In den darauffolgenden Jahren wurde die Südtirol-Autonomie schrittweise erweitert. Unter anderem erfolgte die Errichtung eines eigenen Oberlandesgerichtes in Bozen. Die deutsche Sprache wurde bei Polizei und Gericht gleichgestellt. Nach dem österreichischen EU-Beitritt (1995) und dem Inkrafttreten des Schengener Abkommens (1998) wurde an den Übergängen zu Nord- und Osttirol der Wegfall der Grenzbarrieren gefeiert.

Bis heute drehen sich die politischen Debatten in Südtirol indes um die Erweiterung der erstrittenen Autonomie. Immer wieder ist auch von der, von Alt-LH Luis Durnwalder (SVP) geprägten, Formulierung der “dynamischen Autonomie” die Rede.
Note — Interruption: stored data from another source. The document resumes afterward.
//! Role-based access policy.
//!
//! Every mutating endpoint consults this module before touching the
//! store. The mapping from action to required role is declarative and
//! tested independently of the HTTP layer.

use serde::{Deserialize, Serialize};
use uuid::Uuid;

/// User role within a company.
///
/// Roles are ordered; `Admin` can perform every action `User` can.
#[derive(Debug, Clone, Copy, PartialEq, Eq, PartialOrd, Ord, Serialize, Deserialize)]
#[serde(rename_all = "lowercase")]
pub enum Role {
    /// Regular user: operates on resources they created.
    User = 0,
    /// Administrator: unrestricted within the company.
    Admin = 1,
}

impl Role {
    /// Parse a role from a string.
    pub fn parse(s: &str) -> Option<Self> {
        match s.to_lowercase().as_str() {
            "user" => Some(Self::User),
            "admin" => Some(Self::Admin),
            _ => None,
        }
    }

    /// Returns the string representation of the role.
    #[must_use]
    pub const fn as_str(&self) -> &'static str {
        match self {
            Self::User => "user",
            Self::Admin => "admin",
        }
    }
}

impl std::fmt::Display for Role {
    fn fmt(&self, f: &mut std::fmt::Formatter<'_>) -> std::fmt::Result {
        f.write_str(self.as_str())
    }
}

/// Actions gated by the access policy.
#[derive(Debug, Clone, Copy, PartialEq, Eq)]
pub enum Action {
    /// Create a budget allocation.
    CreateBudget,
    /// Update a budget allocation.
    UpdateBudget,
    /// Delete a budget allocation.
    DeleteBudget,
    /// View budget statistics.
    ViewStatistics,
    /// View the emergency fund summary.
    ViewEmergencyFund,
    /// Create a category.
    CreateCategory,
    /// Update a category.
    UpdateCategory,
    /// Delete a category.
    DeleteCategory,
    /// List categories of the company.
    ListCategories,
    /// Create a department.
    CreateDepartment,
    /// Update a department.
    UpdateDepartment,
    /// Delete a department.
    DeleteDepartment,
    /// List departments of the company.
    ListDepartments,
    /// Create a user in the company.
    CreateUser,
    /// Update a user.
    UpdateUser,
    /// Update company details.
    UpdateCompany,
    /// Approve a budget request or requisition.
    ApproveRequest,
    /// Reject a budget request or requisition.
    RejectRequest,
    /// Create a budget request or requisition.
    CreateRequest,
    /// Create a transaction.
    CreateTransaction,
    /// Update a transaction.
    UpdateTransaction,
    /// Soft-delete a transaction.
    DeleteTransaction,
    /// Create a supplier.
    CreateSupplier,
    /// Create a client.
    CreateClient,
    /// Create an invoice.
    CreateInvoice,
    /// Soft-delete an invoice.
    DeleteInvoice,
}

/// Returns the minimum role required for an action.
#[must_use]
pub const fn required_role(action: Action) -> Role {
    match action {
        Action::CreateBudget
        | Action::UpdateBudget
        | Action::DeleteBudget
        | Action::ViewStatistics
        | Action::ViewEmergencyFund
        | Action::CreateCategory
        | Action::UpdateCategory
        | Action::DeleteCategory
        | Action::CreateDepartment
        | Action::UpdateDepartment
        | Action::DeleteDepartment
        | Action::CreateUser
        | Action::UpdateUser
        | Action::UpdateCompany
        | Action::ApproveRequest
        | Action::RejectRequest => Role::Admin,

        Action::ListCategories
        | Action::ListDepartments
        | Action::CreateRequest
        | Action::CreateTransaction
        | Action::UpdateTransaction
        | Action::DeleteTransaction
        | Action::CreateSupplier
        | Action::CreateClient
        | Action::CreateInvoice
        | Action::DeleteInvoice => Role::User,
    }
}

/// An authenticated actor, extracted from the request context.
#[derive(Debug, Clone, Copy, PartialEq, Eq)]
pub struct Actor {
    /// User ID.
    pub id: Uuid,
    /// Company the actor belongs to.
    pub company_id: Uuid,
    /// Actor's role.
    pub role: Role,
}

impl Actor {
    /// Creates an actor.
    #[must_use]
    pub const fn new(id: Uuid, company_id: Uuid, role: Role) -> Self {
        Self {
            id,
            company_id,
            role,
        }
    }

    /// Whether the actor holds the admin role.
    #[must_use]
    pub fn is_admin(&self) -> bool {
        self.role == Role::Admin
    }
}

/// Capability check: can `actor` perform `action`?
#[must_use]
pub fn can(actor: &Actor, action: Action) -> bool {
    actor.role >= required_role(action)
}

/// Whether `actor` may mutate a resource created by `owner_id`.
///
/// Admins may touch any resource of their company; regular users only
/// resources they created.
#[must_use]
pub fn can_modify_owned(actor: &Actor, owner_id: Uuid) -> bool {
    actor.is_admin() || actor.id == owner_id
}

#[cfg(test)]
mod tests {
    use super::*;

    fn admin() -> Actor {
        Actor::new(Uuid::new_v4(), Uuid::new_v4(), Role::Admin)
    }

    fn user() -> Actor {
        Actor::new(Uuid::new_v4(), Uuid::new_v4(), Role::User)
    }

    #[test]
    fn test_role_parse() {
        assert_eq!(Role::parse("admin"), Some(Role::Admin));
        assert_eq!(Role::parse("USER"), Some(Role::User));
        assert_eq!(Role::parse("owner"), None);
    }

    #[test]
    fn test_role_ordering() {
        assert!(Role::Admin > Role::User);
    }

    #[test]
    fn test_admin_gated_actions() {
        let actor = user();
        for action in [
            Action::CreateBudget,
            Action::UpdateBudget,
            Action::DeleteBudget,
            Action::ViewStatistics,
            Action::ViewEmergencyFund,
            Action::CreateCategory,
            Action::CreateDepartment,
            Action::UpdateDepartment,
            Action::DeleteDepartment,
            Action::CreateUser,
            Action::UpdateUser,
            Action::UpdateCompany,
            Action::ApproveRequest,
            Action::RejectRequest,
        ] {
            assert!(!can(&actor, action), "user must not perform {action:?}");
            assert!(can(&admin(), action), "admin must perform {action:?}");
        }
    }

    #[test]
    fn test_user_level_actions() {
        let actor = user();
        for action in [
            Action::ListCategories,
            Action::ListDepartments,
            Action::CreateRequest,
            Action::CreateTransaction,
            Action::CreateSupplier,
            Action::CreateClient,
            Action::CreateInvoice,
        ] {
            assert!(can(&actor, action), "user must perform {action:?}");
        }
    }

    #[test]
    fn test_owner_can_modify_own_resource() {
        let actor = user();
        assert!(can_modify_owned(&actor, actor.id));
    }

    #[test]
    fn test_non_owner_cannot_modify() {
        let actor = user();
        assert!(!can_modify_owned(&actor, Uuid::new_v4()));
    }

    #[test]
    fn test_admin_can_modify_any_resource() {
        let actor = admin();
        assert!(can_modify_owned(&actor, Uuid::new_v4()));
    }
}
Zuletzt war weiter Bewegung in die Sache gekommen: Die SVP und Landeshauptmann Arno Kompatscher arbeiteten mit einem auf den Weg gebrachten Verfassungsgesetzentwurf an der Wiederherstellung der Autonomiestandards gemäß der Streitbeilegungserklärung von 1992. Regierungschefin Giorgia Meloni (Fratelli D’Italia) hatte zuvor in ihrer Regierungserklärung Unterstützung signalisiert.

Die deutschsprachigen Oppositionsparteien rechts der Mitte lancierten hingegen in den vergangenen Jahren immer wieder Ideen, die teils von der Loslösung von Rom, einem Freistaat Südtirol bis hin zu einer Rückkehr zu Österreich reichen. Die vor der vergangenen Landtagswahl im Jahr 2018 geführte Debatte um eine Doppelstaatsbürgerschaft – befeuert durch die FPÖ in der damaligen österreichischen Bundesregierung – spielte seit dem Auseinanderbrechen der türkis-blauen Koalition in Wien keine Rolle mehr. Auch dahingehende Forderungen aus Südtirol wurden leiser.
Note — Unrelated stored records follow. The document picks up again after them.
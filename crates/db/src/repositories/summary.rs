//! Summary repository: statistics and the emergency fund view.
//!
//! Both views are derived aggregates over budget and transaction rows.
//! The emergency fund view additionally compares its figures against
//! the previous computation held in an injected TTL cache; the cache is
//! a display convenience and tolerates staleness.

use std::collections::BTreeMap;

use rust_decimal::Decimal;
use sea_orm::{ColumnTrait, DatabaseConnection, DbErr, EntityTrait, QueryFilter};
use uuid::Uuid;

use gasto_core::summary::{FigureDelta, SummaryService, Trend, TrendCache};

use crate::entities::{
    budgets, categories, transactions,
    sea_orm_active_enums::{BudgetStatus, TransactionKind, TransactionStatus},
};

/// Error types for summary operations.
#[derive(Debug, thiserror::Error)]
pub enum SummaryError {
    /// Database error.
    #[error("Database error: {0}")]
    Database(#[from] DbErr),
}

/// Budgets of one category in one status.
#[derive(Debug, Clone)]
pub struct BudgetStatisticsRow {
    /// Category ID.
    pub category_id: Uuid,
    /// Category name.
    pub category_name: String,
    /// Budget status of the bucket.
    pub status: BudgetStatus,
    /// Number of budgets in the bucket.
    pub count: u64,
    /// Sum of `max_amount` over the bucket.
    pub total: Decimal,
    /// Currency-formatted total for display.
    pub formatted_total: String,
}

/// Emergency fund report with per-figure deltas.
#[derive(Debug, Clone)]
pub struct EmergencyFundReport {
    /// Total active budget with its delta.
    pub total_budget: FigureDelta,
    /// Suggested 10% reserve with its delta.
    pub reserve: FigureDelta,
    /// Completed expense total with its delta.
    pub total_expenses: FigureDelta,
    /// Direction reported by an earlier run, for display continuity.
    pub last_direction: Option<Trend>,
}

/// Stable sort key for grouping by status.
const fn status_key(status: &BudgetStatus) -> u8 {
    match status {
        BudgetStatus::Active => 0,
        BudgetStatus::Inactive => 1,
        BudgetStatus::Expired => 2,
    }
}

/// Summary repository.
#[derive(Clone)]
pub struct SummaryRepository {
    db: DatabaseConnection,
    trends: TrendCache,
}

impl SummaryRepository {
    /// Creates a new summary repository with an injected trend cache.
    #[must_use]
    pub const fn new(db: DatabaseConnection, trends: TrendCache) -> Self {
        Self { db, trends }
    }

    /// Budgets of a company grouped by category and status.
    ///
    /// # Errors
    ///
    /// Returns an error if a database query fails.
    pub async fn statistics(
        &self,
        company_id: Uuid,
    ) -> Result<Vec<BudgetStatisticsRow>, SummaryError> {
        let category_rows = categories::Entity::find()
            .filter(categories::Column::CompanyId.eq(company_id))
            .all(&self.db)
            .await?;

        if category_rows.is_empty() {
            return Ok(vec![]);
        }

        let category_ids: Vec<Uuid> = category_rows.iter().map(|c| c.id).collect();
        let category_names: BTreeMap<Uuid, String> = category_rows
            .into_iter()
            .map(|c| (c.id, c.name))
            .collect();

        let budget_rows = budgets::Entity::find()
            .filter(budgets::Column::CategoryId.is_in(category_ids))
            .all(&self.db)
            .await?;

        let mut buckets: BTreeMap<(Uuid, u8), (BudgetStatus, u64, Decimal)> = BTreeMap::new();
        for budget in budget_rows {
            let key = (budget.category_id, status_key(&budget.status));
            let entry = buckets
                .entry(key)
                .or_insert((budget.status, 0, Decimal::ZERO));
            entry.1 += 1;
            entry.2 += budget.max_amount;
        }

        Ok(buckets
            .into_iter()
            .map(|((category_id, _), (status, count, total))| BudgetStatisticsRow {
                category_id,
                category_name: category_names
                    .get(&category_id)
                    .cloned()
                    .unwrap_or_default(),
                status,
                count,
                total,
                formatted_total: SummaryService::format_currency(total),
            })
            .collect())
    }

    /// Computes the emergency fund report for a company.
    ///
    /// Figures: total active budget, 10% suggested reserve, completed
    /// expense total. Each is compared against the previous run (1-hour
    /// cache); the winning direction of the budget total is kept for 3
    /// hours purely for display continuity.
    ///
    /// # Errors
    ///
    /// Returns an error if a database query fails.
    pub async fn emergency_fund(
        &self,
        company_id: Uuid,
    ) -> Result<EmergencyFundReport, SummaryError> {
        let category_ids: Vec<Uuid> = categories::Entity::find()
            .filter(categories::Column::CompanyId.eq(company_id))
            .all(&self.db)
            .await?
            .into_iter()
            .map(|c| c.id)
            .collect();

        let total_budget = if category_ids.is_empty() {
            Decimal::ZERO
        } else {
            budgets::Entity::find()
                .filter(budgets::Column::CategoryId.is_in(category_ids))
                .filter(budgets::Column::Status.eq(BudgetStatus::Active))
                .all(&self.db)
                .await?
                .into_iter()
                .map(|b| b.max_amount)
                .sum()
        };

        let total_expenses: Decimal = transactions::Entity::find()
            .filter(transactions::Column::CompanyId.eq(company_id))
            .filter(transactions::Column::Kind.eq(TransactionKind::Expense))
            .filter(transactions::Column::Status.eq(TransactionStatus::Completed))
            .filter(transactions::Column::DeletedAt.is_null())
            .all(&self.db)
            .await?
            .into_iter()
            .map(|t| t.amount)
            .sum();

        let figures = SummaryService::emergency_fund(total_budget, total_expenses);
        let key = format!("emergency-fund:{company_id}");

        let previous = self.trends.previous_figures(&key);
        let last_direction = self.trends.last_direction(&key);

        let budget_delta =
            SummaryService::compare(figures.total_budget, previous.as_ref().map(|f| f.total_budget));
        let reserve_delta =
            SummaryService::compare(figures.reserve, previous.as_ref().map(|f| f.reserve));
        let expenses_delta = SummaryService::compare(
            figures.total_expenses,
            previous.as_ref().map(|f| f.total_expenses),
        );

        if matches!(budget_delta.trend, Trend::Increased | Trend::Decreased) {
            self.trends.store_direction(&key, budget_delta.trend);
        }
        self.trends.store_figures(&key, figures);

        Ok(EmergencyFundReport {
            total_budget: budget_delta,
            reserve: reserve_delta,
            total_expenses: expenses_delta,
            last_direction,
        })
    }
}
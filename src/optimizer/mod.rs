//! Grid-search optimisation of equipment sizing.

pub mod objective;
pub mod search;
/// Sizing axes, reference bounds, and snapping.
pub mod space;

pub use objective::Objective;
pub use search::{CandidateRecord, OptimizationOutcome, SearchOptions, optimize, optimize_with};
pub use space::{Axis, SearchSpace};
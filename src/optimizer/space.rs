//! Discretised four-axis sizing space.

use itertools::iproduct;
use serde::{Deserialize, Serialize};

use crate::error::OptimizeError;
use crate::model::types::EquipmentSizing;

/// Axis names in sizing order.
pub const AXIS_NAMES: [&str; 4] = ["solar_thermal_area_m2", "pv_area_m2", "heat_pump_kw", "storage_kwh"];

/// Step granularity each axis snaps to (m², m², kW, kWh).
pub const AXIS_GRANULARITY: [f64; 4] = [50.0, 100.0, 10.0, 50.0];

/// Number of evenly spaced points per axis in the reference space.
pub const REFERENCE_STEPS: usize = 6;

/// Largest grid the optimizer will enumerate.
pub const MAX_CANDIDATES: usize = 1_000_000;

/// One evenly spaced search axis, endpoints included.
#[derive(Debug, Clone, Copy, PartialEq, Serialize, Deserialize)]
#[serde(deny_unknown_fields)]
pub struct Axis {
    pub min: f64,
    pub max: f64,
    /// Number of grid points (>= 1).
    pub steps: usize,
}

impl Axis {
    pub fn new(min: f64, max: f64, steps: usize) -> Self {
        Self { min, max, steps }
    }

    /// Grid points from `min` to `max`; a single step yields just `min`.
    pub fn points(&self) -> Vec<f64> {
        if self.steps <= 1 {
            return vec![self.min];
        }
        let last = self.steps - 1;
        let delta = (self.max - self.min) / last as f64;
        (0..self.steps)
            .map(|i| if i == last { self.max } else { self.min + i as f64 * delta })
            .collect()
    }

    fn check(&self, name: &'static str) -> Result<(), OptimizeError> {
        let invalid = |reason: String| OptimizeError::InvalidAxis { axis: name, reason };
        if self.steps == 0 {
            return Err(invalid("steps must be >= 1".into()));
        }
        if self.steps > MAX_CANDIDATES {
            return Err(invalid(format!(
                "steps must be <= {MAX_CANDIDATES}, got {}",
                self.steps
            )));
        }
        if !(self.min.is_finite() && self.max.is_finite()) {
            return Err(invalid(format!("bounds must be finite, got [{}, {}]", self.min, self.max)));
        }
        if self.min < 0.0 {
            return Err(invalid(format!("min must be >= 0, got {}", self.min)));
        }
        if self.min > self.max {
            return Err(invalid(format!("min ({}) must be <= max ({})", self.min, self.max)));
        }
        Ok(())
    }
}

/// Rounds `value` to the nearest multiple of `granularity` (ties to even),
/// then clamps it into the axis bounds.
pub fn snap_to_axis(value: f64, granularity: f64, axis: &Axis) -> f64 {
    ((value / granularity).round_ties_even() * granularity).clamp(axis.min, axis.max)
}

/// Bounds and resolution of the four sizing axes.
#[derive(Debug, Clone, PartialEq, Serialize, Deserialize)]
#[serde(default, deny_unknown_fields)]
pub struct SearchSpace {
    pub solar_thermal_area_m2: Axis,
    pub pv_area_m2: Axis,
    pub heat_pump_kw: Axis,
    pub storage_kwh: Axis,
}

impl Default for SearchSpace {
    /// Reference bounds, six points per axis.
    fn default() -> Self {
        Self {
            solar_thermal_area_m2: Axis::new(0.0, 5000.0, REFERENCE_STEPS),
            pv_area_m2: Axis::new(0.0, 10_000.0, REFERENCE_STEPS),
            heat_pump_kw: Axis::new(0.0, 2000.0, REFERENCE_STEPS),
            storage_kwh: Axis::new(0.0, 5000.0, REFERENCE_STEPS),
        }
    }
}

impl SearchSpace {
    /// Axes in sizing order.
    pub fn axes(&self) -> [Axis; 4] {
        [
            self.solar_thermal_area_m2,
            self.pv_area_m2,
            self.heat_pump_kw,
            self.storage_kwh,
        ]
    }

    /// # Errors
    ///
    /// Returns [`OptimizeError::InvalidAxis`] for the first malformed axis.
    /// Also rejects a grid larger than [`MAX_CANDIDATES`], naming the axis at
    /// which the running product crosses the limit.
    pub fn check(&self) -> Result<(), OptimizeError> {
        let mut total = 1usize;
        for (axis, name) in self.axes().iter().zip(AXIS_NAMES) {
            axis.check(name)?;
            total = total
                .checked_mul(axis.steps)
                .filter(|&n| n <= MAX_CANDIDATES)
                .ok_or_else(|| OptimizeError::InvalidAxis {
                    axis: name,
                    reason: format!("search grid exceeds {MAX_CANDIDATES} candidates"),
                })?;
        }
        Ok(())
    }

    /// Number of grid points in the Cartesian product, saturating at `usize::MAX`.
    pub fn size(&self) -> usize {
        self.axes()
            .iter()
            .fold(1usize, |n, a| n.saturating_mul(a.steps.max(1)))
    }

    /// Snaps and clamps a raw grid point.
    pub fn snap(&self, raw: [f64; 4]) -> EquipmentSizing {
        let axes = self.axes();
        let mut snapped = [0.0; 4];
        for (i, value) in raw.into_iter().enumerate() {
            snapped[i] = snap_to_axis(value, AXIS_GRANULARITY[i], &axes[i]);
        }
        EquipmentSizing::from_array(snapped)
    }

    /// All candidates in enumeration order (last axis varies fastest), snapped.
    ///
    /// Assumes [`SearchSpace::check`] passed.
    pub fn candidates(&self) -> Vec<EquipmentSizing> {
        let [st, pv, hp, storage] = self.axes().map(|a| a.points());
        iproduct!(st, pv, hp, storage)
            .map(|(a, b, c, d)| self.snap([a, b, c, d]))
            .collect()
    }
}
Seit dem Beitritt zur Europäischen Union wurde die Identitätspolitik Südtirols von Durnwalder und in weiterer Folge von Kompatscher weitergesponnen. Das “Europa der Regionen” fand in der Europaregion Tirol, Südtirol und Trentino Ausdruck. Regelmäßige Treffen, gemeinsame Landtagssitzungen und grenzüberschreitende Projekte sind Teil der Partnerschaft. In der Debatte um die Doppelstaatsbürgerschaft argumentierte Kompatscher stets sinngemäß, dass Staatsbürgerschaften im vereinten Europa nicht mehr die Bedeutung wie früher hätten. Ablehnend zeigte er sich jedoch nicht.